Here are some analysis files for notes from a violin, trumpet, and guitar. You can download all these
files in,
You can experiment with playing back each of these, turning individual partials on or off, and adjusting
the time and frequency scales. When the analysis file contains more harmonics than the number of
oscillators (32), some of the sinusoids are dropped from the synthesis. You can identify (roughly)
which harmonic is which by the average frequency and summed-up magnitude of each harmonic,
which gets displayed on each individual [mypartial] patch in additive.pd.
Here are the things to try:
1. Using the keybd patch, make the sound resynthesize under keyboard control, modifying its pitch
to reflect the key pressed.
2. Try adding inharmonicity to the sound i.e. stretching the frequencies not by a constant factor, but
according to some other rule. For instance, what happens if you add a constant offset to each
frequency?

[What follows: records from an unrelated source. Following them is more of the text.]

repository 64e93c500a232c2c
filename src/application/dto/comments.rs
use crate::domain::comment::CommentRecord;
use chrono::{DateTime, Utc};
use serde::{Deserialize, Serialize};

use super::{ProfileDto, serde_time};

#[derive(Debug, Clone, Serialize, Deserialize)]
#[serde(rename_all = "camelCase")]
pub struct CommentDto {
    pub id: i64,
    #[serde(with = "serde_time")]
    pub created_at: DateTime<Utc>,
    #[serde(with = "serde_time")]
    pub updated_at: DateTime<Utc>,
    pub body: String,
    pub author: ProfileDto,
}

impl CommentDto {
    pub fn from_record(record: CommentRecord, following: bool) -> Self {
        let CommentRecord { comment, author } = record;
        Self {
            id: comment.id.into(),
            created_at: comment.created_at,
            updated_at: comment.updated_at,
            body: comment.body.into(),
            author: ProfileDto::from_profile(author, following),
        }
    }
}

#[derive(Debug, Clone, Serialize, Deserialize)]
#[serde(rename_all = "camelCase")]
pub struct DeletedCommentDto {
    pub message: String,
    pub deleted_comment_id: i64,
}
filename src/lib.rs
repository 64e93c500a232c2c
pub mod application;
pub mod config;
pub mod domain;
pub mod infrastructure;
pub mod presentation;
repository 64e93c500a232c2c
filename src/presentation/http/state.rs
// src/presentation/http/state.rs
use crate::application::services::ApplicationServices;
use std::sync::Arc;

#[derive(Clone)]
pub struct HttpState {
    pub services: Arc<ApplicationServices>,
}
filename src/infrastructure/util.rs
use crate::application::ports::util::SlugGenerator;
use crate::domain::article::MAX_SLUG_LEN;

/// ASCII-only title slugger: lowercase, every run of characters outside
/// `[a-z0-9]` collapses to one hyphen, edges are trimmed and the result is
/// cut to [`MAX_SLUG_LEN`].
#[derive(Debug, Default, Clone, Copy)]
pub struct TitleSlugGenerator;

impl SlugGenerator for TitleSlugGenerator {
    fn slugify(&self, input: &str) -> String {
        let mut slug = String::with_capacity(input.len());
        let mut pending_hyphen = false;

        for ch in input.chars().map(|c| c.to_ascii_lowercase()) {
            if ch.is_ascii_lowercase() || ch.is_ascii_digit() {
                if pending_hyphen && !slug.is_empty() {
                    slug.push('-');
                }
                pending_hyphen = false;
                slug.push(ch);
            } else {
                pending_hyphen = true;
            }
        }

        // Only ASCII was pushed, so byte truncation is char-safe.
        slug.truncate(MAX_SLUG_LEN);
        slug.trim_end_matches('-').to_string()
    }
}
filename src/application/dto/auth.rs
use crate::domain::user::UserId;
use chrono::{DateTime, Utc};
use serde::{Deserialize, Serialize};

use super::serde_time;

#[derive(Debug, Clone, Serialize, Deserialize)]
pub struct AuthTokenDto {
    pub token: String,
    #[serde(with = "serde_time")]
    pub issued_at: DateTime<Utc>,
    #[serde(with = "serde_time")]
    pub expires_at: DateTime<Utc>,
    pub expires_in: i64,
}

/// Identity verified by the token manager for the current request.
#[derive(Debug, Clone)]
pub struct AuthenticatedUser {
    pub id: UserId,
    pub username: String,
    pub issued_at: DateTime<Utc>,
    pub expires_at: DateTime<Utc>,
}

#[derive(Debug, Clone)]
pub struct TokenSubject {
    pub user_id: UserId,
    pub username: String,
}

impl TokenSubject {
    pub fn from_authenticated(auth: &AuthenticatedUser) -> Self {
        Self {
            user_id: auth.id,
            username: auth.username.clone(),
        }
    }
}
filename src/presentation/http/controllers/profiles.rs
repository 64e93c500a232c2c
// src/presentation/http/controllers/profiles.rs
use crate::application::{
    commands::profiles::FollowCommand, dto::ProfileDto, projection::Viewer,
};
use crate::presentation::http::error::{HttpResult, IntoHttpResult};
use crate::presentation::http::extractors::{Authenticated, MaybeAuthenticated};
use crate::presentation::http::state::HttpState;
use axum::{Extension, Json, extract::Path};
use serde::{Deserialize, Serialize};

#[derive(Debug, Serialize, Deserialize)]
pub struct ProfileResponse {
    pub profile: ProfileDto,
}

pub async fn get_profile(
    Extension(state): Extension<HttpState>,
    actor: MaybeAuthenticated,
    Path(username): Path<String>,
) -> HttpResult<Json<ProfileResponse>> {
    let profile = state
        .services
        .profile_queries
        .get_profile(&Viewer::from_actor(actor.user()), &username)
        .await
        .into_http()?;

    Ok(Json(ProfileResponse { profile }))
}

pub async fn follow(
    Extension(state): Extension<HttpState>,
    Authenticated { user, .. }: Authenticated,
    Path(username): Path<String>,
) -> HttpResult<Json<ProfileResponse>> {
    let profile = state
        .services
        .profile_commands
        .follow(&user, FollowCommand { username })
        .await
        .into_http()?;

    Ok(Json(ProfileResponse { profile }))
}

pub async fn unfollow(
    Extension(state): Extension<HttpState>,
    Authenticated { user, .. }: Authenticated,
    Path(username): Path<String>,
) -> HttpResult<Json<ProfileResponse>> {
    let profile = state
        .services
        .profile_commands
        .unfollow(&user, FollowCommand { username })
        .await
        .into_http()?;

    Ok(Json(ProfileResponse { profile }))
}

What happens if you scale only the frequencies above a certain minimum?
3. Add vibrato (slow frequency modulation) to the resynthesized note.
4. Implement looping sustain, where the parameters cycle within some subportion of the analysis
data while a key is held down (to provide sustain), then proceed through to the end of the
sample once the key is released.
5. Try making a sinusoidal analysis of a sound of your own (using SPEAR) and see how well it

works for other sounds, perhaps a spoken word. Remember that the system will only
resynthesize the first 32 sinusoids it reads from file, so be careful to prune out the less important
tracks before you "export" from SPEAR. (You can also modify the SPEAR analysis files in Matlab
using spearread.m and spearwrite.m).
Note: if you modify the mypartial patch, it's probably a good idea to close and reopen the parent
additive patch. I'm not sure how good Pd is at keeping multiple instantiations in sync when one
instance is edited. Re-opening the parent patch will re-instantiate all the mypartials, so they should all
get updated.

Wed 2016-02-24: LPC

This week we will experiment with LPC analysis/synthesis in Pd using the lpc~ and lpcreson~ units by
Edward Kelly and Nicolas Chetry, which are included with the Pd-extended package.
The patch lpc.pd uses these units to perform LPC analysis and synthesis, including taking the LPC
filters based on one sound and applying them to a different sound (cross-synthesis). The main patch
handles loading, playing, and selecting the soundfiles, and uses the additional patches
loadsoundfile.pd to read in sound files, playloop.pd to play or loop a sound file, and audiosel~.pd to
allow selecting one of several audio streams. The LPC part is done by the lpcanalysis subpatch of
the main patch, shown to the right. It "pre-emphasizes" both voice and excitation to boost high
frequencies, then applies lpc~ to the voice signal to generate a set of LPC filter coefficients and a
residual. The [myenv] subpatch then calculates the energy (envelope) of the residual, and the
excitation is scaled to reflect this envelope. This excitation, along with the original filter coefficients
(delayed by one block to match the delay introduced by [myenv]), is passed to lpreson~, which simply
implements the all-pole filter to impose the voice's formant structure on the excitation. A final deemphasis re-balances low and high freqencies. You can download these patches in
The entire lpcanalysis subpatch is applied to overlapping windows of 1024 samples at half the
sampling rate of the parent patch (i.e. 1024/22050 = 46.4 ms) thanks to the block~ unit, a special
feature of Pd which allows subpatches to have different blocking etc. from their parents. On coming
out of the subpatch, Pd will overlap-add as necessary, so we apply a final tapered window (from the
$0-hanning array) to the outputs. tabreceive~ repeatedly reads the hanning window on every frame.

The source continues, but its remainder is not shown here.